«Si la paix est conclue un jour, cette région se transformera en paradis pour les hommes d'affaires dans mon genre.» Venu en droite ligne d'Atlanta, le consultant américain Ray William est l'un des 1900participants à la Conférence palestinienne d'investissement organisée du 21 au 23 mai à Bethléem. Un événement sans précédent grâce auquel l'Autorité palestinienne (AP) espère faire décoller son économie. «Vous trouverez ici des investisseurs venus du monde entier. Ce ne sont pas des philanthropes mais des hommes d'affaires avisés. Ils sont venus parce qu'ils recherchent de bonnes opportunités et qu'ils savent qu'ils peuvent en trouver chez nous», déclare au Temps le directeur général de la conférence, Hassan Abou Lideh.

A chacune de leurs interventions devant les conférenciers, le président Mahmoud Abbas et son premier ministre Salam Fayyad insistent sur leur volonté de «créer un marché libre, de soutenir les exportations, et de faire participer la Palestine au mouvement économique mondial». Mais en ont-ils les moyens? Pour l'heure, avec une croissance de 3% en 2007 et un taux de chômage évoluant de 25% en Cisjordanie à 33% à Gaza, la situation de l'économie palestinienne n'est pas reluisante. Elle l'est d'autant moins que la plupart des travailleurs palestiniens relèvent d'une fonction publique entièrement subventionnée par la communauté internationale et que la moindre initiative économique doit recevoir l'approbation de l'Etat hébreu.
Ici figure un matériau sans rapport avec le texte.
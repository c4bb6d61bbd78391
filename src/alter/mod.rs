//! Asynchronous schema change and rollup jobs.
//!
//! A request is validated and turned into a PENDING job synchronously; the
//! scheduler then walks it through WAITING_TXN and RUNNING. Only the FINISHED
//! transition changes what readers of the catalog see.

pub mod job;
pub mod registry;
pub mod rollup;
pub mod runner;
pub mod scheduler;
pub mod schema_change;

use crate::alter::job::{AlterJob, AlterJobInfo, AlterJobPayload, JobType, now_ms};
use crate::alter::registry::{JobRegistry, JobSlot};
use crate::alter::rollup::RollupHandler;
use crate::alter::runner::{JobRunner, StepOutcome};
use crate::alter::schema_change::SchemaChangeHandler;
use crate::catalog::Catalog;
use crate::catalog::schema::{ColumnDef, ColumnPosition};
use crate::catalog::table::Table;
use crate::catalog::types::{IndexId, JobId};
use crate::cluster::ClusterServices;
use crate::config::FeConfig;
use crate::error::{FeError, ResourceType};
use crate::journal::JournalOp;
use serde::{Deserialize, Serialize};
use std::collections::BTreeMap;
use std::sync::Arc;
use tracing::{debug, info};

#[derive(Debug, Clone, Serialize, Deserialize, PartialEq, Eq)]
pub enum AlterClause {
    /// Adds `column` to the base index, or to `rollup` (and the base).
    AddColumn {
        column: ColumnDef,
        position: Option<ColumnPosition>,
        rollup: Option<String>,
    },
    /// Drops a value column from `rollup`, or from the base and every rollup
    /// that carries it.
    DropColumn {
        name: String,
        rollup: Option<String>,
    },
    AddRollup {
        name: String,
        columns: Vec<String>,
    },
}

impl AlterClause {
    pub fn job_type(&self) -> JobType {
        match self {
            AlterClause::AddColumn { .. } | AlterClause::DropColumn { .. } => {
                JobType::SchemaChange
            }
            AlterClause::AddRollup { .. } => JobType::Rollup,
        }
    }
}

#[derive(Debug, Clone, PartialEq, Eq)]
pub struct AlterTableRequest {
    pub db_name: String,
    pub table_name: String,
    pub clauses: Vec<AlterClause>,
}

impl AlterTableRequest {
    pub fn new(
        db_name: impl Into<String>,
        table_name: impl Into<String>,
        clauses: Vec<AlterClause>,
    ) -> Self {
        Self {
            db_name: db_name.into(),
            table_name: table_name.into(),
            clauses,
        }
    }
}

/// One kind of alter job: validates requests into a job payload and keeps
/// the registry of its jobs.
pub trait AlterHandler: Send + Sync {
    fn job_type(&self) -> JobType;

    fn registry(&self) -> &JobRegistry;

    /// Builds the shadow indexes for `clauses` against the current table.
    /// `next_index_id` allocates ids for new indexes.
    fn plan(
        &self,
        table: &Table,
        clauses: &[AlterClause],
        next_index_id: &dyn Fn() -> IndexId,
    ) -> Result<AlterJobPayload, FeError>;

    fn get_alter_jobs(&self) -> BTreeMap<JobId, AlterJob> {
        self.registry().get_alter_jobs()
    }
}

/// Entry point for ALTER TABLE requests and owner of every alter job.
pub struct Alter {
    catalog: Arc<Catalog>,
    config: FeConfig,
    schema_change: SchemaChangeHandler,
    rollup: RollupHandler,
    runner: JobRunner,
}

impl Alter {
    pub fn new(catalog: Arc<Catalog>, cluster: ClusterServices, config: FeConfig) -> Self {
        let runner = JobRunner::new(Arc::clone(&catalog), cluster, config.clone());
        Self {
            catalog,
            config,
            schema_change: SchemaChangeHandler::default(),
            rollup: RollupHandler::default(),
            runner,
        }
    }

    pub fn schema_change_handler(&self) -> &SchemaChangeHandler {
        &self.schema_change
    }

    pub fn rollup_handler(&self) -> &RollupHandler {
        &self.rollup
    }

    pub fn handler(&self, job_type: JobType) -> &dyn AlterHandler {
        match job_type {
            JobType::SchemaChange => &self.schema_change,
            JobType::Rollup => &self.rollup,
        }
    }

    fn handlers(&self) -> [&dyn AlterHandler; 2] {
        [&self.schema_change, &self.rollup]
    }

    /// Validates the request and registers a PENDING job for it. Returns as
    /// soon as the job is journaled; the work happens on scheduler ticks.
    pub fn process_alter_table(&self, request: &AlterTableRequest) -> Result<JobId, FeError> {
        let Some(first) = request.clauses.first() else {
            return Err(FeError::Validation("alter request has no clauses".into()));
        };
        let job_type = first.job_type();
        if request.clauses.iter().any(|c| c.job_type() != job_type) {
            return Err(FeError::Validation(
                "schema change and rollup clauses cannot be mixed in one request".into(),
            ));
        }
        let handler = self.handler(job_type);
        let db = self.catalog.database(&request.db_name)?;

        let mutation = self.catalog.begin_mutation();
        let mut tables = db.write_live()?;
        let table = tables.table(&request.table_name).ok_or_else(|| {
            FeError::not_found(
                ResourceType::Table,
                format!("{}.{}", request.db_name, request.table_name),
            )
        })?;
        if !table.engine().supports_alter() {
            return Err(FeError::UnsupportedEngine {
                table: table.name().to_string(),
                engine: table.engine().to_string(),
            });
        }
        table.ensure_normal()?;
        let payload = handler.plan(table, &request.clauses, &|| self.catalog.next_id())?;
        let job_id = self.catalog.next_id();
        let job = AlterJob::new(
            job_id,
            db.id(),
            table,
            payload,
            self.config.alter_job_timeout_ms,
            now_ms(),
        );
        let table_id = table.id();

        mutation.log(&JournalOp::UpsertAlterJob(Box::new(job.clone())))?;
        tables
            .table_mut(table_id)
            .ok_or_else(|| FeError::not_found(ResourceType::Table, &request.table_name))?
            .begin_job(job_id, job_type.table_state())?;
        handler.registry().register(job)?;
        drop(tables);
        info!(
            job_id,
            job_type = %job_type,
            table = %request.table_name,
            "alter job created"
        );
        Ok(job_id)
    }

    /// Requests cooperative cancellation. The request is journaled before
    /// this returns, so it survives a restart; the scheduler's next step
    /// releases the job's worker tasks and returns the table to NORMAL
    /// without publishing anything. A second request keeps the first reason.
    pub fn cancel_alter_job(&self, job_id: JobId, reason: &str) -> Result<(), FeError> {
        let slot = self
            .slot(job_id)
            .ok_or_else(|| FeError::not_found(ResourceType::AlterJob, job_id.to_string()))?;
        let job = slot.snapshot();
        if job.is_done() {
            return Err(FeError::JobAlreadyFinal {
                job_id,
                state: job.state.to_string(),
            });
        }
        let mutation = self.catalog.begin_mutation();
        let armed = slot.request_cancel(reason, || {
            mutation
                .log(&JournalOp::CancelAlterJob {
                    job_id,
                    job_type: job.job_type,
                    reason: reason.to_string(),
                })
                .map(|_| ())
        })?;
        drop(mutation);
        if armed {
            info!(job_id, table = %job.table_name, reason, "alter job cancel requested");
        } else {
            debug!(job_id, "alter job already has a cancel request");
        }
        Ok(())
    }

    pub fn get_alter_jobs(&self, job_type: JobType) -> BTreeMap<JobId, AlterJob> {
        self.handler(job_type).get_alter_jobs()
    }

    pub fn slot(&self, job_id: JobId) -> Option<Arc<JobSlot>> {
        self.handlers()
            .into_iter()
            .find_map(|h| h.registry().get(job_id))
    }

    pub fn job(&self, job_id: JobId) -> Option<AlterJob> {
        self.slot(job_id).map(|slot| slot.snapshot())
    }

    pub fn job_info(&self, job_id: JobId) -> Result<AlterJobInfo, FeError> {
        self.job(job_id)
            .map(|job| job.info())
            .ok_or_else(|| FeError::not_found(ResourceType::AlterJob, job_id.to_string()))
    }

    /// Slots of jobs that still need scheduler attention.
    pub fn active_slots(&self) -> Vec<Arc<JobSlot>> {
        self.handlers()
            .into_iter()
            .flat_map(|h| h.registry().slots())
            .filter(|slot| !slot.state().is_final_state())
            .collect()
    }

    pub fn active_job_count(&self) -> usize {
        self.handlers()
            .into_iter()
            .map(|h| h.registry().active_count())
            .sum()
    }

    pub fn run_step(&self, slot: &JobSlot) -> StepOutcome {
        self.runner.run_step(slot)
    }

    /// Forgets terminal jobs that finished more than `history_job_keep_ms`
    /// before `now`.
    pub fn purge_expired(&self, now: u64) -> Result<usize, FeError> {
        let mut purged = 0usize;
        for handler in self.handlers() {
            for (job_id, job) in handler.get_alter_jobs() {
                let Some(finished_at) = job.finished_at_ms else {
                    continue;
                };
                if finished_at.saturating_add(self.config.history_job_keep_ms) >= now {
                    continue;
                }
                let mutation = self.catalog.begin_mutation();
                mutation.log(&JournalOp::RemoveAlterJob {
                    job_id,
                    job_type: handler.job_type(),
                })?;
                handler.registry().remove(job_id);
                purged += 1;
            }
        }
        if purged > 0 {
            info!(purged, "expired alter jobs removed");
        }
        Ok(purged)
    }

    pub(crate) fn restore_job(&self, job: AlterJob) {
        self.catalog.observe_id(job.job_id);
        for shadow in job.payload.shadow_indexes() {
            self.catalog.observe_id(shadow.schema.index_id);
        }
        self.handler(job.job_type).registry().restore(job);
    }

    /// Re-arms a journaled cancel request during recovery.
    pub(crate) fn replay_cancel(
        &self,
        job_id: JobId,
        job_type: JobType,
        reason: &str,
    ) -> Result<(), FeError> {
        let slot = self
            .handler(job_type)
            .registry()
            .get(job_id)
            .ok_or_else(|| FeError::Corruption {
                message: format!("journal cancels unknown alter job {job_id}"),
            })?;
        slot.request_cancel(reason, || Ok(()))?;
        Ok(())
    }

    pub(crate) fn forget_job(&self, job_id: JobId, job_type: JobType) {
        self.handler(job_type).registry().remove(job_id);
    }

    pub(crate) fn all_jobs(&self) -> Vec<AlterJob> {
        self.handlers()
            .into_iter()
            .flat_map(|h| h.get_alter_jobs().into_values())
            .collect()
    }
}

impl std::fmt::Debug for Alter {
    fn fmt(&self, f: &mut std::fmt::Formatter<'_>) -> std::fmt::Result {
        f.debug_struct("Alter")
            .field("active_jobs", &self.active_job_count())
            .finish_non_exhaustive()
    }
}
En aidant l'AP à organiser la conférence, le Quartette (Nations unies, Union européenne, Etats-Unis, Russie) réaffirme en tout cas son soutien à l'Autorité palestinienne légale. Même Israël s'est mis de la partie puisque son armée a réduit à titre exceptionnel les formalités d'entrée en Cisjordanie.

Hésitations

Bon nombre de participants à la conférence sont cependant conscients que cette détente ne durera pas. Ils hésitent à investir par peur des bouclages israéliens. «Supposons que je commande des coussins à une PME de Naplouse et que l'occupant empêche mon fournisseur de me les envoyer. Qu'est ce que je fais? Comment expliquer cela à mes propres clients», interroge un homme d'affaires norvégien. Incapable d'apporter une réponse claire, Hassan Abou Lideh reconnaît «qu'il reste encore beaucoup d'impondérables» et «qu'il faut demander des assurances aux Israéliens en attendant la conclusion d'un traité de paix». Ce qui ne semble guère convaincre ses interlocuteurs.

Selon les estimations, la conférence de Bethléem devrait attirer 2milliards de dollars d'investissements en Cisjordanie. Cinquante mille emplois indirects devraient également être créés d'ici trois à cinq ans dans les secteurs du tourisme, de l'agriculture, de la communication, ainsi que de la construction. Mardi, l'un des plus gros entrepreneurs qatari a d'ailleurs signé avec une entreprise palestinienne un contrat de 350 millions de dollars portant sur la construction d'un nouveau quartier de 5000 appartements à Ramallah.